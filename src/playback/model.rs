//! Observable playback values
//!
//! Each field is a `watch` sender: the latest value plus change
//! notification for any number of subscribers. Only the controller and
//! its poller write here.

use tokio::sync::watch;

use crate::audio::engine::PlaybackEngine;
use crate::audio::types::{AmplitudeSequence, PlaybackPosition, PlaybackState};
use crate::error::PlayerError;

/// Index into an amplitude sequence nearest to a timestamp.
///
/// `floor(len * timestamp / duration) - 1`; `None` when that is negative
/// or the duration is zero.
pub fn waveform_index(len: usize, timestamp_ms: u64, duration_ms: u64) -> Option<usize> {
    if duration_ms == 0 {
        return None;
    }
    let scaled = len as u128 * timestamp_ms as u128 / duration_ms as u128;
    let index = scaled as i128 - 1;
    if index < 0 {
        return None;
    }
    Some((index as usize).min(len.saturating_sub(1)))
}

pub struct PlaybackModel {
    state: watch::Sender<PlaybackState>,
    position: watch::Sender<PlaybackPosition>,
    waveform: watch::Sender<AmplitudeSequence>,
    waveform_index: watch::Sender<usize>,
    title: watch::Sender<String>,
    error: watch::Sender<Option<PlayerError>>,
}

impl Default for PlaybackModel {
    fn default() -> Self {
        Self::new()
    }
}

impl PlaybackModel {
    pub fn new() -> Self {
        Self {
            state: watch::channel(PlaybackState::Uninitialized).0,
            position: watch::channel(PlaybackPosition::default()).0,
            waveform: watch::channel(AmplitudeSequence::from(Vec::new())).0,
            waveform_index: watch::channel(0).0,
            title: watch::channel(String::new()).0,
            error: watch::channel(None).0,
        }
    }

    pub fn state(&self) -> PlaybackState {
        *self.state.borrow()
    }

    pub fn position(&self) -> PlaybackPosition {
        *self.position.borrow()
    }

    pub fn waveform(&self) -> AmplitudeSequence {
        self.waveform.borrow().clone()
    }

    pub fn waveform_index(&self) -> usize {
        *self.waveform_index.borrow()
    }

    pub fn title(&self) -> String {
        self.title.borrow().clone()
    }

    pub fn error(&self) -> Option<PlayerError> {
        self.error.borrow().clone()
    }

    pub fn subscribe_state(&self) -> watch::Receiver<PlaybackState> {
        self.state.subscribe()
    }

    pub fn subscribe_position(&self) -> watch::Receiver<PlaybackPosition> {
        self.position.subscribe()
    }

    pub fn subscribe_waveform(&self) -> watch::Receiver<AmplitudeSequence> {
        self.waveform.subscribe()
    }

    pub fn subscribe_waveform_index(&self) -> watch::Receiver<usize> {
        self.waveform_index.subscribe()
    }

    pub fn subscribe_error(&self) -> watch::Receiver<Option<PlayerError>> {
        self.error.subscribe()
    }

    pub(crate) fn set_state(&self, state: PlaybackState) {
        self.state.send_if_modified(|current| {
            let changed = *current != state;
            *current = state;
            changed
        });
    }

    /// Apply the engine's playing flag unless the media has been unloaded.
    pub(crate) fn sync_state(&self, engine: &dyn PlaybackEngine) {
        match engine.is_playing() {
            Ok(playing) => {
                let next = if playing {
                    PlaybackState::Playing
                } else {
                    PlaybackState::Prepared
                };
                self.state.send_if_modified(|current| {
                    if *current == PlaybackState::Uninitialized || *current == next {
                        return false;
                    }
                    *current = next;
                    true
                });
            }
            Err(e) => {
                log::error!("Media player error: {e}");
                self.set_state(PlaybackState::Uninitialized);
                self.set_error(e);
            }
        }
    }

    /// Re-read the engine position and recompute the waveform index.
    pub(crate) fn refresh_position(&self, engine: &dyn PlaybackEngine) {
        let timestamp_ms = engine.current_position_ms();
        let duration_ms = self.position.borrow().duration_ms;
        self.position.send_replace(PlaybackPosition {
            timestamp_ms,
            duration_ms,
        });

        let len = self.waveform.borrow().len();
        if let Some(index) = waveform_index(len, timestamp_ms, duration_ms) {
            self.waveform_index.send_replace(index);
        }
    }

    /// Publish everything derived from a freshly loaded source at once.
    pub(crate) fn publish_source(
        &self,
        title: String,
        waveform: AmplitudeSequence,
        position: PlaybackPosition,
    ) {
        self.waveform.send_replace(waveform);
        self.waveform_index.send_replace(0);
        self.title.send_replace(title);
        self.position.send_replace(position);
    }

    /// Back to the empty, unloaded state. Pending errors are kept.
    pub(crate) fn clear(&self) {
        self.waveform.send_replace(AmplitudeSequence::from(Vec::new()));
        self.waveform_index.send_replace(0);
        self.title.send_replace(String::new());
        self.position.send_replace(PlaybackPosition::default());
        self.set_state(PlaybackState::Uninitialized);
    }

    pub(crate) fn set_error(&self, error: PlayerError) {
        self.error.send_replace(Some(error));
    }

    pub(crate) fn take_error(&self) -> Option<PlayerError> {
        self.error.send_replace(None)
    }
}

- Assignment
Taking the records above as input, show every line in which the word "AmplitudeSequence" is present.

- Reply
use crate::audio::types::{AmplitudeSequence, PlaybackPosition, PlaybackState};
    waveform: watch::Sender<AmplitudeSequence>,
            waveform: watch::channel(AmplitudeSequence::from(Vec::new())).0,
    pub fn waveform(&self) -> AmplitudeSequence {
    pub fn subscribe_waveform(&self) -> watch::Receiver<AmplitudeSequence> {
        waveform: AmplitudeSequence,
        self.waveform.send_replace(AmplitudeSequence::from(Vec::new()));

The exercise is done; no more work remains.